A. Spend 3 days of back and forth
B. Accept MR and fix it yourself later

Comments
  • 3
    First is better
  • 1
    First should be better in long run yeah. But sometimes it's just a waste of oxygen to convince others 😆
  • 4
    @WildOrangutan you do not convince. You are the reviewer, you have the power of non-approval.
  • 3
    @iiii Yeah sure, as long as you're the main stakeholder of the project. And I'm pretty sure you're not, so you still have to justify to the actual stakeholder why the change hasn't been approved yet and why you've been spending all that expensive time going back and forth about something they don't directly care about.
  • 5
    You scroll your devrant feed. A @WildOrangutan appears and requests your input on a context-dependant developer dilemma while also triggering your nostalgia for Pokemon.

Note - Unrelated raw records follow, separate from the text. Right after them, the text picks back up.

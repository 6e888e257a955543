//! End-to-end smoke: forward -> loss -> backward -> optimizer over a small
//! hybrid model with one adapter, checking that gradients flow and the
//! adapter actually moves.

use indexmap::IndexMap;

use mambatune_core::{
    cancellation_flag, cross_entropy, cross_entropy_backward, ActivationCache, AdamW,
    BackwardEngine, Batch, CheckpointConfig, ConstantLr, DataSource, ForwardCtx, KernelSet,
    LoraAdapterSet, LoraConfig, ModelConfig, MoeConfig, NullCheckpointSink, OptimizerConfig,
    QuantSpec, QuantizedModel, SsmConfig, TargetModule, TrainConfig, Trainer,
};

fn smoke_config() -> ModelConfig {
    ModelConfig {
        vocab_size: 64,
        d_model: 64,
        num_layers: 4,
        ssm: SsmConfig {
            expand_factor: 2,
            d_state: 8,
            d_conv: 4,
        },
        moe: MoeConfig {
            num_experts: 4,
            top_k: 2,
            d_ff: 64,
            capacity_factor: 2.0,
            aux_loss_weight: 0.01,
        },
    }
}

struct LoopingSource(Batch);

impl DataSource for LoopingSource {
    fn next_batch(&mut self) -> Option<Batch> {
        Some(self.0.clone())
    }
}

#[test]
fn train_step_produces_gradients_and_moves_the_adapter() {
    let config = smoke_config();
    let model = QuantizedModel::from_init(config.clone(), QuantSpec::default(), 101).unwrap();
    let lora = LoraConfig {
        rank: 8,
        alpha: 16.0,
        dropout: 0.0,
        target_modules: vec![TargetModule::StateOutProj],
    };
    let mut rng = rand::SeedableRng::seed_from_u64(55);
    let mut adapters = LoraAdapterSet::attach(&config, &lora, &mut rng).unwrap();
    assert!(adapters.get("layer0.out-proj").is_some());

    let kernels = KernelSet::cpu();
    let ckpt = CheckpointConfig {
        save_every_n: 2,
        recompute: true,
    };
    let ids = vec![vec![1u32, 2, 3, 4, 5]];
    let targets = vec![vec![2u32, 3, 4, 5, 6]];
    let mut optimizer = AdamW::new(
        OptimizerConfig {
            learning_rate: 1e-2,
            weight_decay: 0.01,
            max_grad_norm: Some(1.0),
            ..OptimizerConfig::default()
        },
        Box::new(ConstantLr(1e-2)),
        kernels.optimizer.clone(),
    );

    let run_backward = |adapters: &LoraAdapterSet| {
        let mut cache = ActivationCache::new();
        let out = {
            let mut ctx = ForwardCtx {
                adapters: Some(adapters),
                cache: Some(&mut cache),
                kernels: &kernels,
                training: true,
                record_adapter_inputs: false,
                rng: None,
            };
            model.forward(&ids, &mut ctx, Some(&ckpt)).unwrap()
        };
        let logits = model.project_to_vocab(&out.hidden).unwrap();
        let loss = cross_entropy(&logits, &targets).unwrap();
        assert!(loss.loss.is_finite(), "loss {}", loss.loss);
        let g_logits = cross_entropy_backward(&logits, &targets).unwrap();
        let engine = BackwardEngine::new(&model, adapters, &kernels, ckpt);
        engine.run(&mut cache, &g_logits).unwrap()
    };

    // First pass: B is zero, so grad_B is the live signal.
    let grads = run_backward(&adapters);
    let g0 = &grads["layer0.out-proj"];
    assert!(g0.b.data().unwrap().iter().any(|&v| v != 0.0));
    assert!(g0.a.data().unwrap().iter().all(|&v| v == 0.0));

    let step = |optimizer: &mut AdamW,
                adapters: &mut LoraAdapterSet,
                grads: IndexMap<String, mambatune_core::AdapterGrad>| {
        let mut grad_map = IndexMap::new();
        for (name, g) in grads {
            grad_map.insert(format!("{name}.A"), g.a);
            grad_map.insert(format!("{name}.B"), g.b);
        }
        let names: Vec<(String, String)> = adapters
            .iter()
            .map(|(n, _)| (format!("{n}.A"), format!("{n}.B")))
            .collect();
        let mut params = Vec::new();
        for ((an, bn), (_, adapter)) in names.iter().zip(adapters.iter_mut()) {
            let (a, b) = adapter.matrices_mut();
            params.push((an.as_str(), a));
            params.push((bn.as_str(), b));
        }
        optimizer.step(params, &grad_map).unwrap();
    };
    step(&mut optimizer, &mut adapters, grads);
    assert!(adapters
        .get("layer0.out-proj")
        .unwrap()
        .b()
        .data()
        .unwrap()
        .iter()
        .any(|&v| v != 0.0));

    // Second pass: B is non-zero now, so both gradients are live and the
    // update moves A measurably.
    let a_before: Vec<f32> = adapters
        .get("layer0.out-proj")
        .unwrap()
        .a()
        .data()
        .unwrap()
        .to_vec();
    let grads = run_backward(&adapters);
    let g0 = &grads["layer0.out-proj"];
    assert!(g0.a.data().unwrap().iter().any(|&v| v != 0.0));
    assert!(g0.b.data().unwrap().iter().any(|&v| v != 0.0));
    step(&mut optimizer, &mut adapters, grads);
    let a_after = adapters.get("layer0.out-proj").unwrap().a();
    let moved = a_before
        .iter()
        .zip(a_after.data().unwrap())
        .any(|(&x, &y)| (x - y).abs() >= 1e-6);
    assert!(moved, "no element of A moved by at least 1e-6");
}

#[test]
fn trainer_runs_a_few_steps_end_to_end() {
    let config = smoke_config();
    let model = QuantizedModel::from_init(config.clone(), QuantSpec::default(), 103).unwrap();
    let lora = LoraConfig {
        rank: 4,
        alpha: 8.0,
        dropout: 0.1,
        target_modules: vec![TargetModule::StateOutProj, TargetModule::MoeRouter],
    };
    let mut rng = rand::SeedableRng::seed_from_u64(56);
    let mut adapters = LoraAdapterSet::attach(&config, &lora, &mut rng).unwrap();

    let batch = Batch {
        input_ids: vec![vec![1, 2, 3, 4, 5], vec![6, 7, 8, 9, 0]],
        target_ids: vec![vec![2, 3, 4, 5, 6], vec![7, 8, 9, 10, 0]],
        attention_mask: vec![vec![1, 1, 1, 1, 1], vec![1, 1, 1, 1, 0]],
    };
    let train = TrainConfig {
        max_steps: 3,
        grad_accum_steps: 2,
        log_every_n: 1,
        checkpoint_every_n: 0,
        warmup_steps: 1,
        min_lr: 1e-5,
        seed: 9,
    };
    let mut trainer = Trainer::new(
        &model,
        &mut adapters,
        OptimizerConfig::default(),
        KernelSet::cpu(),
        CheckpointConfig {
            save_every_n: 2,
            recompute: true,
        },
        train,
        LoopingSource(batch),
        NullCheckpointSink,
        cancellation_flag(),
    );
    let outcome = trainer.train().unwrap();
    assert_eq!(outcome.steps_completed, 3);
    assert!(outcome.final_loss.is_finite());
    assert!(!outcome.cancelled);
}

You have no other option but to ++ and leave a comment
  • 2
    Option c approve with suggestions. No back and forth but give the opportunity for correction and proper documentation that if it went south. You also can say I said so!
  • 6
    Outside very temporary crunch time, a MR should not be accepted with the intent of fixing the code later. Merging is acknowledging that the code is as good as it needs to be, and safe to use as the basis of future work.
  • 1
    The literal cost of fixing code can only ever go up after it's merged so this decision is only justifiable if dwlivery is much more valuable now than it'll be in the future.